Нельзя сказать, чтобы такая усиленная работа действовала более оживляющим и отрезвляющим образом на Сиднея. В эту ночь он, напротив, несравненно большее количество раз мочил свои полотенца, а сообразно этому увеличилось и количество потребляемого им вина, вследствие чего он был в очень жалком состоянии, когда, сняв свой тюрбан с головы, он бросил его в таз, в котором мочил его с известными промежутками в течение шести часов подряд.
-- Приготовили вы вторую чашу пунша? - спросил мистер Страйвер, поглядывая с дивана, где он лежал на спине, подбоченившись.
-- Приготовил.
-- Теперь, слушайте! Я скажу вам сейчас нечто такое, что очень удивит вас и заставит вас подумать, что я вовсе не так хитер, как вам это казалось. Я намерен жениться.
-- Вы?
-- Да. Не ради денег, однако. Что вы скажете?
-- Я не в расположении разговаривать. Кто она?
-- Отгадайте.
-- Знаю я ее?
-- Отгадайте.
-- Не имею никакого желания отгадывать, когда уже пять часов утра, а мозги мои кипят и голова чуть не разваливается Если желаете, чтобы я отгадал, пригласите меня на обед.
-- Ну, тогда я сам скажу, - отвечал Страйвер, медленно принимая сидячее положение на диване. - Сидней, я положительно прихожу в отчаяние при мысли о том, что мне не удается дать, вам понять себя... Вы такая нечувствительная тварь.
-- А вы, - отвечал Сидней, внимательно следя за варкой пунша, - поразительно чувствительная и поэтичная душа.
-- Подите вы, - расхохотался Страйвер; - я не имею решительно никакого желания быть романической душой, (надеюсь, я знаю это лучше), но я все таки мягче вас.
-- То есть счастливее, хотите вы сказать.
-- Я не хочу этого сказать. Я хочу сказать, что я человек более.... более....

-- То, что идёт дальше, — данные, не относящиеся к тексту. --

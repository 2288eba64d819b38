//! Per-module event projectors for the Exocore state indexer.
//!
//! Each chain module has one projector that turns its genesis section,
//! transaction events, messages and begin/end-block events into store
//! writes. The [`Registrar`] owns all seven and drives them in a fixed
//! order.
//!
//! # Modules
//!
//! - [`assets`] -- Client chains, tokens, staker and operator balances
//! - [`delegation`] -- Delegations, undelegations and slashing fan-out
//! - [`dogfood`] -- Validator set, voting power, epoch schedules, evidence
//! - [`operator`] -- Operators, consensus keys, opt-ins, USD valuations
//! - [`avs`] -- AVS registry and chain mappings
//! - [`epochs`] -- Epoch definitions and states
//! - [`exomint`] -- Mint params and history
//! - [`registrar`] -- [`Registrar`], the phase-ordered driver
//! - [`error`] -- Error types

pub mod assets;
pub mod avs;
pub mod delegation;
pub mod dogfood;
pub mod epochs;
pub mod error;
pub mod exomint;
pub mod operator;
pub mod registrar;

pub use assets::AssetsModule;
pub use avs::AvsModule;
pub use delegation::DelegationModule;
pub use dogfood::{DogfoodModule, record_double_sign_evidence};
pub use epochs::EpochsModule;
pub use error::{ModuleError, Phase, RegistrarError};
pub use exomint::ExomintModule;
pub use operator::OperatorModule;
pub use registrar::Registrar;

use exocore_types::GenesisDoc;
use serde::de::DeserializeOwned;

/// Decode a module's genesis section.
///
/// An absent section is not an error: the module is skipped with a warning.
pub(crate) fn genesis_section<T: DeserializeOwned>(
    doc: &GenesisDoc,
    module: &'static str,
) -> Result<Option<T>, ModuleError> {
    let section = doc
        .module_state(module)
        .map_err(|source| ModuleError::Decode { module, source })?;
    if section.is_none() {
        tracing::warn!(module, "No genesis section, skipping");
    }
    Ok(section)
}

#[cfg(test)]
#[allow(clippy::unwrap_used)]
pub(crate) mod testing {
    use chrono::{TimeZone, Utc};
    use exocore_source::{ChainSnapshot, ChainSource, LocalSource, SnapshotDelegation, Sources};
    use exocore_types::{Block, Event, GenesisDoc, Int, SourceValidator, Tx};

    pub fn block(height: i64) -> Block {
        Block {
            height,
            time: Utc.with_ymd_and_hms(2024, 6, 1, 12, 0, 0).unwrap(),
            evidence: Vec::new(),
        }
    }

    pub fn tx(height: i64, events: Vec<Event>) -> Tx {
        Tx {
            hash: format!("0xtx{height}"),
            height,
            events,
            messages: Vec::new(),
        }
    }

    pub fn genesis(app_state: serde_json::Value) -> GenesisDoc {
        serde_json::from_value(serde_json::json!({
            "chain_id": "exocoretestnet_233-1",
            "initial_height": "1",
            "genesis_time": "2024-06-01T00:00:00Z",
            "app_state": app_state,
        }))
        .unwrap()
    }

    pub fn sources(snapshots: Vec<ChainSnapshot>) -> Sources {
        Sources::new(&ChainSource::Local(LocalSource::new(snapshots)))
    }

    pub fn snapshot(height: i64) -> ChainSnapshot {
        ChainSnapshot {
            height,
            assets_params: None,
            dogfood_params: None,
            exomint_params: None,
            validators: Vec::new(),
            epochs: Vec::new(),
            delegations: Vec::new(),
        }
    }

    pub fn delegation(staker: &str, asset: &str, operator: &str, amount: u64) -> SnapshotDelegation {
        SnapshotDelegation {
            staker_id: staker.to_owned(),
            asset_id: asset.to_owned(),
            operator_addr: operator.to_owned(),
            amount: Int::from(amount),
        }
    }

    pub fn validator(n: u8, power: i64) -> SourceValidator {
        SourceValidator {
            public_key: format!("0x{n:064x}"),
            power,
        }
    }
}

-- Не стесняйтесь же и говорите, что у вас более склонности к волокитству, - перебил его Картон.
-- Пусть по вашему... волокитство. Я того мнения о себе, - продолжал Страйвер, распространяясь о своих качествах перед товарищем, который внимательно занимался пуншем, - что я думаю всегда о том, чтобы быть приятным, что я употребляю все усилия, чтобы быть приятными, что я лучше понимаю, как надо быть приятным в женском обществе, лучше, чем вы.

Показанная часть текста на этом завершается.